Taking Aim at Insurance Company Gouging

We all pay for it - for our lives, health, home and automobiles. If we add it all up, paying for insurance takes a huge bite out of our earnings and every year that bite seems to be getting bigger while the benefits of coverage are shrinking. It isn't your imagination. The insurance industry is racking up record profits and paying less in claims.

Recently, the Consumer Federation of America (CFA) accused the country's largest insurers of "gouging" the public on their way to an estimated combined after-tax profit of nearly $60 billion in 2006, up from a record in 2005 of $48.8 billion, which shattered the 2004 record of $40.5 billion. Meanwhile, the amount of premiums being paid out to insureds for claims has dropped from about 75% in the late 1980's to 60%.

To add insult to injury, the federal government has subsidized the insurance industry to the tune of about $7 billion under the Terrorism Risk Insurance Act. The CFA is urging Congress to let the Act expire at the end of this year.
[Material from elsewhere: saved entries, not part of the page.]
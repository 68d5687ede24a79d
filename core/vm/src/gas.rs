// dryrun/core/vm/src/gas.rs

// Gas schedule of the reference interpreter
use dryrun_execution::{OpCode, Syscall, GAS_FACTOR};

/// Multiplier applied to every opcode and syscall base price
pub const EXEC_FEE_FACTOR: i64 = 30;
/// Fee per byte written to storage
pub const STORAGE_PRICE: i64 = 100_000;
/// Flat fee charged by ContractManagement.deploy
pub const DEPLOY_FEE: i64 = 10 * GAS_FACTOR;
/// Flat fee charged by Oracle.request, on top of the response gas
pub const ORACLE_REQUEST_PRICE: i64 = GAS_FACTOR / 2;
/// Smallest gas a requester may attach for the oracle response
pub const MIN_ORACLE_RESPONSE_GAS: i64 = GAS_FACTOR / 10;

pub fn opcode_price(opcode: OpCode) -> i64 {
    let base = match opcode {
        OpCode::PUSHINT8
        | OpCode::PUSHINT16
        | OpCode::PUSHINT32
        | OpCode::PUSHINT64
        | OpCode::PUSHT
        | OpCode::PUSHF
        | OpCode::PUSHNULL
        | OpCode::PUSHM1
        | OpCode::PUSH0
        | OpCode::PUSH1
        | OpCode::PUSH2
        | OpCode::PUSH3
        | OpCode::PUSH4
        | OpCode::PUSH5
        | OpCode::PUSH6
        | OpCode::PUSH7
        | OpCode::PUSH8
        | OpCode::PUSH9
        | OpCode::PUSH10
        | OpCode::PUSH11
        | OpCode::PUSH12
        | OpCode::PUSH13
        | OpCode::PUSH14
        | OpCode::PUSH15
        | OpCode::PUSH16 => 1,
        OpCode::PUSHINT128 => 4,
        OpCode::PUSHDATA1 => 8,
        OpCode::PUSHDATA2 => 512,
        OpCode::PUSHDATA4 => 4096,
        OpCode::JMP | OpCode::JMPIF | OpCode::JMPIFNOT => 2,
        OpCode::ABORT | OpCode::ASSERT => 1,
        OpCode::RET | OpCode::SYSCALL => 0,
        OpCode::DROP | OpCode::DUP | OpCode::SWAP | OpCode::LDARG => 2,
        OpCode::NOT => 4,
        OpCode::ADD | OpCode::SUB | OpCode::NUMEQUAL | OpCode::LT | OpCode::GE => 8,
        OpCode::EQUAL => 32,
        OpCode::PICKITEM => 64,
        OpCode::CAT | OpCode::PACK => 2048,
    };
    base * EXEC_FEE_FACTOR
}

pub fn syscall_price(syscall: Syscall) -> i64 {
    let base = match syscall {
        Syscall::RuntimeGetTime => 1 << 3,
        Syscall::RuntimeCheckWitness => 1 << 10,
        Syscall::ContractCall
        | Syscall::StorageGet
        | Syscall::StoragePut
        | Syscall::StorageDelete
        | Syscall::StorageFind
        | Syscall::RuntimeLog
        | Syscall::RuntimeNotify => 1 << 15,
    };
    base * EXEC_FEE_FACTOR
}

/// Price of a native method, before any method-specific fees
pub fn native_method_price(method: &str) -> i64 {
    let base = match method {
        "symbol" | "decimals" => 0,
        "totalSupply" | "balanceOf" | "getContract" => 1 << 15,
        "transfer" => 1 << 17,
        _ => 0,
    };
    base * EXEC_FEE_FACTOR
}

#[cfg(test)]
mod tests {
    use super::*;

    #[test]
    fn test_prices_scale_with_factor() {
        assert_eq!(opcode_price(OpCode::PUSH1), EXEC_FEE_FACTOR);
        assert_eq!(opcode_price(OpCode::RET), 0);
        assert_eq!(syscall_price(Syscall::StorageGet), (1 << 15) * EXEC_FEE_FACTOR);
        assert!(native_method_price("transfer") > native_method_price("balanceOf"));
    }
}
The insurance industry often cites trial lawyers and the clients we represent as the source of rising premiums. Clearly, this is not the case. The apparent cause of rising premiums, at least as far as homeowners' and auto insurance is concerned, is greed and the unchecked power of big insurance companies. This may be good for shareholders, but it is an increasing burden on the middle class and a problem that needs to be addressed through tighter regulation.